Walhasil, selama 1,5 tahun Ketut Kanta meninggalkan keluarganya di Buleleng ke Eropa. Selama itu pula, biaya hidup keluarganya ditanggung oleh sang istri, Luh Winasih. “Kebetulan, istri saya jadi guru di SMPN 1 Kubutambahan. Jadi, semua kebutuhan keluarga, dia yang tanggung. Saya hanya mendapatkan biaya hidup (dari Ulrite) selama di luar negeri,” beber alumnus SMPN 2 Singaraja (1973) dan SMAN 1 Singaraja (1977) ini.

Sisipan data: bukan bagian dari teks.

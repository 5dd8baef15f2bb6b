//! Treeline: versioned metadata core for an encrypted filesystem
//!
//! A Merkle DAG of files, directories, commits and ghost tombstones with
//! git-like semantics: a mutable staging commit, finalized commits linked
//! by parent hashes, rename-aware per-node history and mark-and-sweep
//! collection of unreachable objects, all persisted in a key/value store.
//!
//! ```no_run
//! use std::sync::Arc;
//! use treeline::{ops, Author, Hash, Linker, MemoryDatabase};
//!
//! # fn main() -> treeline::Result<()> {
//! let mut linker = Linker::new(Arc::new(MemoryDatabase::new()));
//! ops::mkdir(&mut linker, "/photos", false)?;
//! ops::stage_file(&mut linker, "/photos/cat.png", Hash::sum(b"meow"), 4, Vec::new())?;
//! linker.make_commit(&Author::new("alice"), "add cat")?;
//! # Ok(())
//! # }
//! ```

pub mod config;
pub mod error;
pub mod gc;
pub mod history;
pub mod linker;
pub mod logging;
pub mod node;
pub mod ops;
pub mod store;
pub mod types;

pub use config::CoreConfig;
pub use error::{CoreError, Result, StorageError};
pub use gc::{GarbageCollector, GcStats};
pub use history::{Change, ChangeMask, HistoryWalker};
pub use linker::Linker;
pub use node::{
    Author, Commit, Directory, File, Ghost, Hierarchy, Metadata, Node, NodeKind, Settable,
};
pub use store::{Database, MemoryDatabase, SledDatabase};
pub use types::{Hash, Inode};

Selama 1,5 tahun di luar negeri, Ketut Kanta memanfaatkan waktunya untuk belajar menguasai bahasa isyarat Kolok Internasional. Ketika pulang dari dari luar negeri, Ketut Kanta kemudian berpikir tentang bahasa Kolok Desa Bengkala. Dalam benaknya, bahasa isyarat warga Kolok di desanya harus dilestarikan. Pasalnya, bahasa Kolok di Desa Bengkala cukup unik dan satu-satunya di dunia. Selain itu, dengan bahasa Kolok yang ada, warga tuli bisu di desanya dapat hidup rukun dengan warga lainnya.

“Karena pertimbangan itu, saya kemudian mengabdi sebagai guru. Toh, sebagai guru hanya beberapa jam, setelah itu masih bisa mengerjakan pekerjaan lain,” terang Ketut Kanta seraya mengakui pekerjaan sambilannya adalah sebagai petani dengan dua ekor sapi.

Nah, keinginan Ketut Kanta untuk melestarikan bahasa Kolok desa Bengkala itu kemudian mendapat dorongan dari peneliti Jerman, Ulrite Zeshan. Ketut Kanta disuruh mendirikan Sekolah Inklusi bagi warga tuli bisu. Meski sempat terbentur proses perizinan, dia tidak patah arang. Ketut Kanta terus melangkah, hingga akhirnya berhasil membujuk anak-anak tuli bisu usia sekolah untuk belajar di rumahnya.

Saat itu, Ketut Kanta menemukan 3 anak tuli bisu usia sekolah. “Dari situ saya coba mengajar, karena anak-anak tuli bisu tidak tahu ejaan maupun tulis. Biaya pengadaan buku dan alat tulis lainnya, saya yang tanggung, karena mereka (anak-anak Kolok, Red) mau sekolah saja syukur,” paparnya.

Setelah hampir 6 bulan propses belajar anak-anak Kolok di rumah Ketut Kanta berjalan, SDN 2 Bengkala akhirnya mendapat izin sebagai Sekolah Inklusi. Ketut Kanta pun bersedia menyumbangkan tenaga dan pikirannya.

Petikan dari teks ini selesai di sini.